5 Steps of the Mediation Process

What is Mediation?

Mediation is
defined as a negotiation to resolve differences that is conducted by an
impartial party.  The mediation process
is considered private and confidential between the parties involved.   A typical mediation will involve the parties
themselves as well as their representatives plus an outside, neutral
mediator.  The mediator is the focal
point of mediation.  His/her job is to
listen and evaluate the situation and attempt to resolve the matter through an
amicable settlement. 

How does the process take place?

FINDING A
MEDIATOR

The first
step in mediation is deciding on an appropriate mediator.  This is an important step in that the parties
must come to an agreement on what they feel is a competent, experienced, and
neutral mediator.  After deciding on a
mediator the parties come to an agreement on when and where mediation
negotiations take place.

EXCHANGE OF
INFORMATION

Upon the
completion of these preliminary steps the parties must agree to an
“adequate exchange of information” in order for mediation to be
successful.  Prior to the firs mediation
session the parties will submit to the mediator what is known as a
“Position Statement.” This is basically the equivalent of a brief
that one would file with a court during litigation. 

JOINT
SESSIONS

After the
mediator has received and evaluated the Position Statement the actual mediation
sessions will begin.  At that point the
mediator will have a joint meeting attended by both parties and their legal
representatives.  At the meeting the
parties will openly discuss their problems including the facts, evidence and
legal authority in justifying their position. 

CAUCUSES

Following
the initial joint session the mediator will meet with each party
individually.  This is known as a
“caucus.” The purpose of the caucus is not only to gather more
information from the parties that they would not normally share with the other
party but to attempt to convince the party of a prudent course of action.

FINAL
SETTLEMENT

The result of
mediation is not binding on any individual who is a party to it.  The way that a successful mediation is
concluded is by the signing of a written agreement outlining the conditions of
the settlement.  This basically acts as a
contract between the parties.  If a
dispute later arises out of the concluded mediation the signed settlement can
be evidence that a contract existed between the parties.

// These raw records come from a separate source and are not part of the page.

//! Timeout enforcement shared by the transport client's 5-second HTTP
//! deadline and the shell runtime's default 3600-second command
//! timeout.
//!
//! - Configurable timeout duration
//! - Optional future cancellation on timeout
//! - Event system for observability (onSuccess, onError, onTimeout)
//! - Metrics integration
//!
//! ## Basic Example
//!
//! ```rust
//! use alpamon_timelimiter::TimeLimiterLayer;
//! use tower::{Layer, service_fn};
//! use std::time::Duration;
//!
//! # async fn example() {
//! let layer = TimeLimiterLayer::<String>::builder()
//!     .timeout_duration(Duration::from_secs(5))
//!     .cancel_running_future(true)
//!     .on_timeout(|| {
//!         eprintln!("Request timed out!");
//!     })
//!     .build();
//!
//! let svc = service_fn(|req: String| async move {
//!     Ok::<String, ()>(req)
//! });
//!
//! let mut service = layer.layer(svc);
//! # }
//! ```
//!
//! ## Event Listeners
//!
//! ```rust
//! use alpamon_timelimiter::TimeLimiterLayer;
//! use std::time::Duration;
//!
//! # async fn example() {
//! let layer = TimeLimiterLayer::<()>::builder()
//!     .timeout_duration(Duration::from_secs(5))
//!     .on_success(|duration| {
//!         println!("Call succeeded in {:?}", duration);
//!     })
//!     .on_error(|duration| {
//!         println!("Call failed after {:?}", duration);
//!     })
//!     .on_timeout(|| {
//!         println!("Call timed out");
//!     })
//!     .build();
//! # }
//! ```

use futures::future::BoxFuture;
use std::marker::PhantomData;
use std::sync::Arc;
use std::task::{Context, Poll};
use std::time::Instant;
use tokio::time::timeout;
use tower::Service;

pub use config::{TimeLimiterConfig, TimeLimiterConfigBuilder};
pub use error::TimeLimiterError;
pub use events::TimeLimiterEvent;
pub use layer::TimeLimiterLayer;

mod config;
mod error;
mod events;
mod layer;

/// A Tower service that applies timeout limiting to an inner service.
///
/// `Req` is threaded through so the wrapped config's [`TimeoutSource`] can
/// read a per-request deadline off the request itself (see
/// [`crate::config::TimeoutSource::Dynamic`]).
pub struct TimeLimiter<S, Req> {
    inner: S,
    config: Arc<TimeLimiterConfig<Req>>,
    _request: PhantomData<Req>,
}

impl<S, Req> TimeLimiter<S, Req> {
    /// Creates a new time limiter wrapping the given service.
    pub(crate) fn new(inner: S, config: Arc<TimeLimiterConfig<Req>>, _request: PhantomData<Req>) -> Self {
        Self { inner, config, _request }
    }
}

// Manual impl: `#[derive(Clone)]` would require `Req: Clone`, but `Req`
// only ever appears behind `PhantomData` and `Arc` here.
impl<S: Clone, Req> Clone for TimeLimiter<S, Req> {
    fn clone(&self) -> Self {
        Self {
            inner: self.inner.clone(),
            config: Arc::clone(&self.config),
            _request: PhantomData,
        }
    }
}

impl<S, Req> Service<Req> for TimeLimiter<S, Req>
where
    S: Service<Req> + Clone + Send + 'static,
    S::Future: Send + 'static,
    S::Response: Send + 'static,
    S::Error: Send + 'static,
    Req: Send + 'static,
{
    type Response = S::Response;
    type Error = TimeLimiterError<S::Error>;
    type Future = BoxFuture<'static, Result<Self::Response, Self::Error>>;

    fn poll_ready(&mut self, cx: &mut Context<'_>) -> Poll<Result<(), Self::Error>> {
        self.inner.poll_ready(cx).map_err(TimeLimiterError::Inner)
    }

    fn call(&mut self, req: Req) -> Self::Future {
        let mut inner = self.inner.clone();
        let config = Arc::clone(&self.config);
        let timeout_duration = config.timeout_source.get_timeout(&req);

        Box::pin(async move {
            let start = Instant::now();

            match timeout(timeout_duration, inner.call(req)).await {
                Ok(Ok(response)) => {
                    let duration = start.elapsed();
                    config.event_listeners.emit(&TimeLimiterEvent::Success {
                        pattern_name: config.name.clone(),
                        timestamp: Instant::now(),
                        duration,
                    });
                    Ok(response)
                }
                Ok(Err(err)) => {
                    let duration = start.elapsed();
                    config.event_listeners.emit(&TimeLimiterEvent::Error {
                        pattern_name: config.name.clone(),
                        timestamp: Instant::now(),
                        duration,
                    });
                    Err(TimeLimiterError::Inner(err))
                }
                Err(_elapsed) => {
                    config.event_listeners.emit(&TimeLimiterEvent::Timeout {
                        pattern_name: config.name.clone(),
                        timestamp: Instant::now(),
                        timeout_duration,
                    });
                    Err(TimeLimiterError::Timeout)
                }
            }
        })
    }
}

#[cfg(test)]
mod tests {
    use super::*;
    use std::sync::atomic::{AtomicUsize, Ordering};
    use std::time::Duration;
    use tokio::time::sleep;
    use tower::{service_fn, Layer, ServiceExt};

    #[tokio::test]
    async fn test_success_within_timeout() {
        let layer = TimeLimiterLayer::<()>::builder()
            .timeout_duration(Duration::from_millis(100))
            .build();

        let svc = service_fn(|_req: ()| async {
            sleep(Duration::from_millis(10)).await;
            Ok::<_, ()>("success")
        });

        let mut service = layer.layer(svc);
        let result = service.ready().await.unwrap().call(()).await;

        assert!(result.is_ok());
        assert_eq!(result.unwrap(), "success");
    }

    #[tokio::test]
    async fn test_timeout_occurs() {
        let layer = TimeLimiterLayer::<()>::builder()
            .timeout_duration(Duration::from_millis(10))
            .build();

        let svc = service_fn(|_req: ()| async {
            sleep(Duration::from_millis(100)).await;
            Ok::<_, ()>("success")
        });

        let mut service = layer.layer(svc);
        let result = service.ready().await.unwrap().call(()).await;

        assert!(result.is_err());
        assert!(result.unwrap_err().is_timeout());
    }

    #[tokio::test]
    async fn test_inner_error_propagates() {
        let layer = TimeLimiterLayer::<()>::builder()
            .timeout_duration(Duration::from_millis(100))
            .build();

        let svc = service_fn(|_req: ()| async { Err::<(), _>("inner error") });

        let mut service = layer.layer(svc);
        let result = service.ready().await.unwrap().call(()).await;

        assert!(result.is_err());
        let err = result.unwrap_err();
        assert!(!err.is_timeout());
        assert_eq!(err.into_inner(), Some("inner error"));
    }

    #[tokio::test]
    async fn test_event_listeners() {
        let success_count = Arc::new(AtomicUsize::new(0));
        let timeout_count = Arc::new(AtomicUsize::new(0));

        let sc = Arc::clone(&success_count);
        let tc = Arc::clone(&timeout_count);

        let layer = TimeLimiterLayer::<()>::builder()
            .timeout_duration(Duration::from_millis(50))
            .on_success(move |_| {
                sc.fetch_add(1, Ordering::SeqCst);
            })
            .on_timeout(move || {
                tc.fetch_add(1, Ordering::SeqCst);
            })
            .build();

        // Test success
        let svc = service_fn(|_req: ()| async {
            sleep(Duration::from_millis(10)).await;
            Ok::<_, ()>("ok")
        });
        let mut service = layer.layer(svc);
        let _ = service.ready().await.unwrap().call(()).await;
        assert_eq!(success_count.load(Ordering::SeqCst), 1);

        // Test timeout
        let svc = service_fn(|_req: ()| async {
            sleep(Duration::from_millis(100)).await;
            Ok::<_, ()>("ok")
        });
        let mut service = layer.layer(svc);
        let _ = service.ready().await.unwrap().call(()).await;
        assert_eq!(timeout_count.load(Ordering::SeqCst), 1);
    }

    #[tokio::test]
    async fn test_cancel_running_future_flag() {
        // cancel_running_future is stored but unused: tokio::time::timeout
        // always drops the inner future on timeout regardless of this flag.
        // This test only verifies the builder accepts it and still times out.
        let layer = TimeLimiterLayer::<()>::builder()
            .timeout_duration(Duration::from_millis(10))
            .cancel_running_future(true)
            .build();

        let svc = service_fn(|_req: ()| async {
            sleep(Duration::from_millis(100)).await;
            Ok::<_, ()>("success")
        });
        let mut service = layer.layer(svc);
        let result = service.ready().await.unwrap().call(()).await;
        assert!(result.unwrap_err().is_timeout());
    }
}
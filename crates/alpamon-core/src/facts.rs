//! Location of the host's fact-query tool: an osquery-compatible
//! binary the control channel and the inventory reconciler both need to know
//! is present before they trust `commit`/`osquery` requests.

use std::path::Path;

/// Default install path for the fact-query tool.
pub const FACT_TOOL_PATH: &str = "/usr/bin/osqueryi";

/// Whether the fact-query tool is present on this host ("if the
/// fact-query tool is present; otherwise request graceful quit").
pub fn fact_tool_present() -> bool {
    Path::new(FACT_TOOL_PATH).exists()
}

#[cfg(test)]
mod tests {
    use super::*;

    #[test]
    fn absent_tool_reports_false() {
        assert!(!Path::new("/nonexistent/osqueryi-definitely-not-here").exists());
        assert!(FACT_TOOL_PATH.starts_with('/'));
    }
}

What if mediation fails to reach an
amicable result?

If the
parties fail to reach an amicable result from this “facilitative”
form of mediation the next step is to undergo an “evaluative”
approach to mediation.  When this happens
the mediator will take the role of a “fictitious courtroom.” His/her
job at this point is to take into consideration all the facts and evidence and
predict what a court of law would conclude if the matter were to proceed to the
litigation stages.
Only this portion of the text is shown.